Dataset items

=== Begin Enclosure ===

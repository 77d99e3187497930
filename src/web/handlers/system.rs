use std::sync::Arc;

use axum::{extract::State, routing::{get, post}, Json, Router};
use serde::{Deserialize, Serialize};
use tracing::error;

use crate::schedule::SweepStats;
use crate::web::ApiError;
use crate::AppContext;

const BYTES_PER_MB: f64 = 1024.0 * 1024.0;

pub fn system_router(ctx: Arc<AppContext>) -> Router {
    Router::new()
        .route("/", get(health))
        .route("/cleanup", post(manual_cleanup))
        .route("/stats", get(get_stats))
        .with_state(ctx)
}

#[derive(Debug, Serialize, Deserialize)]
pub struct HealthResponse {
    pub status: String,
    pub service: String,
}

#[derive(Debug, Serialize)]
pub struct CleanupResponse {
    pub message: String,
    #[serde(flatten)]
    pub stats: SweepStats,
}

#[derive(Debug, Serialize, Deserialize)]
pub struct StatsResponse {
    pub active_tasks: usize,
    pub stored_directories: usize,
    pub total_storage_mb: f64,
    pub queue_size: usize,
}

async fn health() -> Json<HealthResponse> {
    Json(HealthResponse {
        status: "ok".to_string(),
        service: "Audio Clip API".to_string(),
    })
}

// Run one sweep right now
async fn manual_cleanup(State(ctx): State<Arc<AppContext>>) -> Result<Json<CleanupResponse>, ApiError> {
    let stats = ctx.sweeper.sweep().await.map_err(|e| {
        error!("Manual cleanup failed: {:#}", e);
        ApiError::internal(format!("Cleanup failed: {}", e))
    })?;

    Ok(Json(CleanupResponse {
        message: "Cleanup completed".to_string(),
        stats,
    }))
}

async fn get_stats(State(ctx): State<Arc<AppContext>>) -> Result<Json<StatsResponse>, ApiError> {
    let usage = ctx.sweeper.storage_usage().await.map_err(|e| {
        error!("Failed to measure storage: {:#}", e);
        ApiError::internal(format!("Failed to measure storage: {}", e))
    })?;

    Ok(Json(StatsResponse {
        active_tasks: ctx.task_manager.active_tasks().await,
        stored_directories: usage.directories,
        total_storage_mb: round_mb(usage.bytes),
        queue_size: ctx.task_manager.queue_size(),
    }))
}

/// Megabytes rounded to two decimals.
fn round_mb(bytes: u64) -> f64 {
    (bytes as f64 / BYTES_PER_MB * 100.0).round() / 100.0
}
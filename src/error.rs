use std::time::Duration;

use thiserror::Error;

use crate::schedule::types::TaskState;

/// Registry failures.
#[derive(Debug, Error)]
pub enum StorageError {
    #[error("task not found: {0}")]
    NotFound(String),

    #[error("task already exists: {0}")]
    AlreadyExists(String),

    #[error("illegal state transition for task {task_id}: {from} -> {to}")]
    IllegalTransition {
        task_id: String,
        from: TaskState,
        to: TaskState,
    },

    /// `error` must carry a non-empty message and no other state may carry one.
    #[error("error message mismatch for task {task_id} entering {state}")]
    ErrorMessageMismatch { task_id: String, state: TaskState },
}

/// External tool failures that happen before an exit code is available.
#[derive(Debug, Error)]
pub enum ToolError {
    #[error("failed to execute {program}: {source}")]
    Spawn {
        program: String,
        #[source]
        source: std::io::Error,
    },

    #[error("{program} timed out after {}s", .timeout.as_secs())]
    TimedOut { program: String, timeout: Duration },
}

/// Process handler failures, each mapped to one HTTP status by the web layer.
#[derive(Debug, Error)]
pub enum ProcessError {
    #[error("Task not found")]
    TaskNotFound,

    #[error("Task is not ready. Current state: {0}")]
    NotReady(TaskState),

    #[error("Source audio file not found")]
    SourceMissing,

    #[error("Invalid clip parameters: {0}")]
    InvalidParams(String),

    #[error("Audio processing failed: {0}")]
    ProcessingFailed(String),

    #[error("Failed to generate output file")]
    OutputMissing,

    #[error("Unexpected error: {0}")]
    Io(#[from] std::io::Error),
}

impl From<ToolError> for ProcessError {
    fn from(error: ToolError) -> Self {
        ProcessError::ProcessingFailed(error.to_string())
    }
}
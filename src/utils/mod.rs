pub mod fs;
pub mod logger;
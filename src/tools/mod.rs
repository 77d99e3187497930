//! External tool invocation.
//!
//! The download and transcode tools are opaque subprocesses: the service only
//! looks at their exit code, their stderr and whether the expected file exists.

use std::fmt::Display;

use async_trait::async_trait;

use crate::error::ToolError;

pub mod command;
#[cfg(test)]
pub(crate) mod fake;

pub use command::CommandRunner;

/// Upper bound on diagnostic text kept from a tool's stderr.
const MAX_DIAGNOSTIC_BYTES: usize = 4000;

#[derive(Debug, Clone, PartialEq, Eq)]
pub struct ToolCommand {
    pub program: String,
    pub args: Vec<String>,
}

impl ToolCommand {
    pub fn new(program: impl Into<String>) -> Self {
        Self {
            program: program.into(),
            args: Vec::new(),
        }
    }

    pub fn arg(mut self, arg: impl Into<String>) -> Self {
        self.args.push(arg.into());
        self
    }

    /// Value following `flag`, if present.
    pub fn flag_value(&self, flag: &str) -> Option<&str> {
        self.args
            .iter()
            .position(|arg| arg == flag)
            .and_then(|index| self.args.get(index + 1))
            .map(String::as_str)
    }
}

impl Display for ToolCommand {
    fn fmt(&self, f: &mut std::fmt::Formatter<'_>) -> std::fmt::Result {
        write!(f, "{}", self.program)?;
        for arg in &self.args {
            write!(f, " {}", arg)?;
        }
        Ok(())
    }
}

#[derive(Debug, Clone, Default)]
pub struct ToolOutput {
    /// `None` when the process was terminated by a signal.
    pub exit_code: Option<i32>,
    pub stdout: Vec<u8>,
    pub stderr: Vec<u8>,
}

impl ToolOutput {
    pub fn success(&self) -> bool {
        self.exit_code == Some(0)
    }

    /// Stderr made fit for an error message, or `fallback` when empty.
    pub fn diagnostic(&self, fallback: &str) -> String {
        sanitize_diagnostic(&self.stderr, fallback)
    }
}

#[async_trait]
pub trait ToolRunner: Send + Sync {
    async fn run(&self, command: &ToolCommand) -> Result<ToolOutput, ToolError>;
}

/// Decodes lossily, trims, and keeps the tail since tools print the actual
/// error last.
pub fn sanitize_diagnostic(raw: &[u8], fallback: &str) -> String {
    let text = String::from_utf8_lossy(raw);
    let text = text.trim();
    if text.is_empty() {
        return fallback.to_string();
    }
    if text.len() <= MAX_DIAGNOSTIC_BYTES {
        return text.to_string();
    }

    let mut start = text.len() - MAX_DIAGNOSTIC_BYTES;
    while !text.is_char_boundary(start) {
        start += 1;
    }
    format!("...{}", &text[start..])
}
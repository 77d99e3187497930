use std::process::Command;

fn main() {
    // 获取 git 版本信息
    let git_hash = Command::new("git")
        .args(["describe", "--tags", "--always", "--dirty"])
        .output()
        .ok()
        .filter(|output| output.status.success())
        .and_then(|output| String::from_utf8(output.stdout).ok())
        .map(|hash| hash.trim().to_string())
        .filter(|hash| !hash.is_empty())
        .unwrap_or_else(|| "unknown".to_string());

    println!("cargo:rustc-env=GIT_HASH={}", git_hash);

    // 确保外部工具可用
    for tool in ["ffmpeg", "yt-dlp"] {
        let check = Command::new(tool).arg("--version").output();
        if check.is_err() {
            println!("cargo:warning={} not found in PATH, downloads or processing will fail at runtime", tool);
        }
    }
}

=== End Enclosure ===
=== Begin Enclosure ===

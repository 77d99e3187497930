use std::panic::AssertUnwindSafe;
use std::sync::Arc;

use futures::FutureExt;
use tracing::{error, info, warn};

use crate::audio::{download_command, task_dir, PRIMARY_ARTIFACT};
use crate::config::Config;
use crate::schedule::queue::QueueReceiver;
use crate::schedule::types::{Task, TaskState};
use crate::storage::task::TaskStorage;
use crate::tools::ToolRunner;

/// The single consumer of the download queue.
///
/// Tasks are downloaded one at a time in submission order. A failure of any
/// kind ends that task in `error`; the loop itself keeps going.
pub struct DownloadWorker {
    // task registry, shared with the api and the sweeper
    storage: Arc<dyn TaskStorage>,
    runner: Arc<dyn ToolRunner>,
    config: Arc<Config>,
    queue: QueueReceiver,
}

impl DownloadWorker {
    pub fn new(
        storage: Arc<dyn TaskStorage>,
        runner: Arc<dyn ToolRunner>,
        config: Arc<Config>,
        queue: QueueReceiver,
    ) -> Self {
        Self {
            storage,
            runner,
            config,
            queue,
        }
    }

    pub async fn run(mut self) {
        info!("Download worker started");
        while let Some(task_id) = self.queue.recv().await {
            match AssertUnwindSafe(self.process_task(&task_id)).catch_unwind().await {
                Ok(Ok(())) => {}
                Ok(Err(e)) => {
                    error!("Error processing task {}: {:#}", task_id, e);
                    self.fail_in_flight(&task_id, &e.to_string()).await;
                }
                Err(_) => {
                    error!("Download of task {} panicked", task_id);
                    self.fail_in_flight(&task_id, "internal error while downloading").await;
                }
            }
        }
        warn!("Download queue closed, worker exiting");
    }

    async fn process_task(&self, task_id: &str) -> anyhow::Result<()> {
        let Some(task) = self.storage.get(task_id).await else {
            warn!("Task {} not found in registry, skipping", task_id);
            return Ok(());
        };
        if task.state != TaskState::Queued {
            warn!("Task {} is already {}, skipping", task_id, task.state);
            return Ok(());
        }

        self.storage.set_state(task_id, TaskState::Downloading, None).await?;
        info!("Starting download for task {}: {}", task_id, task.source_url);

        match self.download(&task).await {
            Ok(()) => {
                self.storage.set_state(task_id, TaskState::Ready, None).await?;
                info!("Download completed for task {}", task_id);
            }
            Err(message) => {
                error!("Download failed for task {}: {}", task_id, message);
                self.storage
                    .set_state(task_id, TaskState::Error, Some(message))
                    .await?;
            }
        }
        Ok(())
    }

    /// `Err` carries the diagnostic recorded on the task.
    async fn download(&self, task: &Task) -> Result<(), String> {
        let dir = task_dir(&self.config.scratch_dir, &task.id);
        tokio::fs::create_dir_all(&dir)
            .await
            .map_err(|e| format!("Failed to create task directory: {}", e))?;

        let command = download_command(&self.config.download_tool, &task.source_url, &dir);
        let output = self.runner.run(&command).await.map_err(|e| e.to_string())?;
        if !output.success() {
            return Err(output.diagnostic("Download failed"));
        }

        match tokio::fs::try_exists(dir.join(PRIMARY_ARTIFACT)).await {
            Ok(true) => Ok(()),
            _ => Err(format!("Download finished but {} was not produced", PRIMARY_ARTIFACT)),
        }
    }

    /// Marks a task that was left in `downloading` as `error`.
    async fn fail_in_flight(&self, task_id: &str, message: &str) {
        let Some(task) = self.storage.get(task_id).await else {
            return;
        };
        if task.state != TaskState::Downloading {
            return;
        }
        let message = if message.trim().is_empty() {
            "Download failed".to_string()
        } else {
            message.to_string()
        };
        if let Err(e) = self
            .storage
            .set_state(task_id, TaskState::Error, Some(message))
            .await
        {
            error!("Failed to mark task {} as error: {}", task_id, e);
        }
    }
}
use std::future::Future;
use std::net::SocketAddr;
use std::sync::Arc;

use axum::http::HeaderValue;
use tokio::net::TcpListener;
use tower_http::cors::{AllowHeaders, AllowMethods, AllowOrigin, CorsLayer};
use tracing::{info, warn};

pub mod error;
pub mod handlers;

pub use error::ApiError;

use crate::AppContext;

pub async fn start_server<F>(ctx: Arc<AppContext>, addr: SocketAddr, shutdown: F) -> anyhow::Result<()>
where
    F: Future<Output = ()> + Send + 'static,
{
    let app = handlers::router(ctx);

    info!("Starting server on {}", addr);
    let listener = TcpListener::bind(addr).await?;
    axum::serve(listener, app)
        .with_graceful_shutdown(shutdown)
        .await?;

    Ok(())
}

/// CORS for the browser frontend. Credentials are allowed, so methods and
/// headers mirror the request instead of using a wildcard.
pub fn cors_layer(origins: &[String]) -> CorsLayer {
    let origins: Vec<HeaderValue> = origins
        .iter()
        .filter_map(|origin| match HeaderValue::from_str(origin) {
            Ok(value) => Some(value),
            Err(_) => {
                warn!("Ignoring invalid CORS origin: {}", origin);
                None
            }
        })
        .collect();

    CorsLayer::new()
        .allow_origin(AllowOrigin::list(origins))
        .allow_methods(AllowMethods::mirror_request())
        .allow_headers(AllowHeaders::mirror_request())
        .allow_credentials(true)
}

=== End Enclosure ===
=== Begin Enclosure ===

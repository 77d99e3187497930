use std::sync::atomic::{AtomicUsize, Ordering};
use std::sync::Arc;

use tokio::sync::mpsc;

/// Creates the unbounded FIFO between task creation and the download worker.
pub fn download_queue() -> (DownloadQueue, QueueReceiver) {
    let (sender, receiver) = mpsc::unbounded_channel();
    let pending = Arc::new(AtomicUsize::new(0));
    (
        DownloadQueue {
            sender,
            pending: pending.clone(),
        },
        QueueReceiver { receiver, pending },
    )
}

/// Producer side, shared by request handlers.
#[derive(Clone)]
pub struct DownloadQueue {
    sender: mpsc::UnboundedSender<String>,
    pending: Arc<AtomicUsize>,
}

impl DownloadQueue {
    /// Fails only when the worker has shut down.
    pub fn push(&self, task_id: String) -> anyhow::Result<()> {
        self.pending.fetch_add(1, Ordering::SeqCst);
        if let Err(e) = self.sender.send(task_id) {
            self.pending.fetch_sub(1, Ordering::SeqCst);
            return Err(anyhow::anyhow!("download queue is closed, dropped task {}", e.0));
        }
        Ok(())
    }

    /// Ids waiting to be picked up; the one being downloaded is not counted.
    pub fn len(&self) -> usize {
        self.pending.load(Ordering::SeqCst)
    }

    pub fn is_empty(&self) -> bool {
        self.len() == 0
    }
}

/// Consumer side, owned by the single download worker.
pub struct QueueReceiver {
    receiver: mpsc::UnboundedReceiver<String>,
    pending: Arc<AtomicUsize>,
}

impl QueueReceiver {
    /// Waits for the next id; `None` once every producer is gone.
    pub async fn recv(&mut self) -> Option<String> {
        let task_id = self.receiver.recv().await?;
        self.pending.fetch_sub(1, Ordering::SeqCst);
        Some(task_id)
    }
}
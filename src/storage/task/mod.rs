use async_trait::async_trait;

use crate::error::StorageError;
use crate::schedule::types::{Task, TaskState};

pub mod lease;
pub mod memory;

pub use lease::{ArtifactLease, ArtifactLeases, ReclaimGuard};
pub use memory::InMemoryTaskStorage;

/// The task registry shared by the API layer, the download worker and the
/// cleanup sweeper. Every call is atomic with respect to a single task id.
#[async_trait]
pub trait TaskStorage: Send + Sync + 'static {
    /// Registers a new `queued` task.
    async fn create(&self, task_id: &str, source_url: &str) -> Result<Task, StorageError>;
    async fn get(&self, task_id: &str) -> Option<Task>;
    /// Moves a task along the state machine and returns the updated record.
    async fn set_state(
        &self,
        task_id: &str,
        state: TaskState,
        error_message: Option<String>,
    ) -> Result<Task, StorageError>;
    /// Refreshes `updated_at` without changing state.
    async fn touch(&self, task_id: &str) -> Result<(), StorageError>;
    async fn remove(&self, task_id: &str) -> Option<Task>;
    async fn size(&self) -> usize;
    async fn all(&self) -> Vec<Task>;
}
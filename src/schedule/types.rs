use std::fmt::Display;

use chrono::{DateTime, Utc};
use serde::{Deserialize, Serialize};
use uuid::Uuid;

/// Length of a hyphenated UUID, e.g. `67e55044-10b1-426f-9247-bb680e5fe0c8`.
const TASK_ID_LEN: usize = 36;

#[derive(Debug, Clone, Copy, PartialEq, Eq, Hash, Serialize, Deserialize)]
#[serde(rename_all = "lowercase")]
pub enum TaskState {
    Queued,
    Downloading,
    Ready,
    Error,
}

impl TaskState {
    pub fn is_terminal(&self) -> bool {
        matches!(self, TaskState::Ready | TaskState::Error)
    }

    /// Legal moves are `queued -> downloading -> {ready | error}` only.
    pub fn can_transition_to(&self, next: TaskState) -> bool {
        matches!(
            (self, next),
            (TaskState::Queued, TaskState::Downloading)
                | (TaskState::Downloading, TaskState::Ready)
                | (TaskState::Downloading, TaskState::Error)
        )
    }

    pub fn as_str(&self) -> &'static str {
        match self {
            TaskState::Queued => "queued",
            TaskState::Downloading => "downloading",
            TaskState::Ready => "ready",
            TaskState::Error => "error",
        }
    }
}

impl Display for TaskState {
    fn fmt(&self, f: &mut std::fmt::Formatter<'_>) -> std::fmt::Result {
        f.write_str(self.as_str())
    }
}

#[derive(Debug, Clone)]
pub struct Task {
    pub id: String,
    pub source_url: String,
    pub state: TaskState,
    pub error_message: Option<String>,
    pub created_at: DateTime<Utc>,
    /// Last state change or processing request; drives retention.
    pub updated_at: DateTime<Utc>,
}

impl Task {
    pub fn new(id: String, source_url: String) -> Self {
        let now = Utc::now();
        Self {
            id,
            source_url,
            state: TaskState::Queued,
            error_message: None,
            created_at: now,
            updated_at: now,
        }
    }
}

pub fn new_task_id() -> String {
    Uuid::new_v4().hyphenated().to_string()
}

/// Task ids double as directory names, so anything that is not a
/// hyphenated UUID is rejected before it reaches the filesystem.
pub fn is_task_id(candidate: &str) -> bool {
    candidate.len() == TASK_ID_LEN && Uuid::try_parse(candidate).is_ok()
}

=== End Enclosure ===

What number of lines in the records hold the word "ProcessingFailed"? Reply with that number alone.

2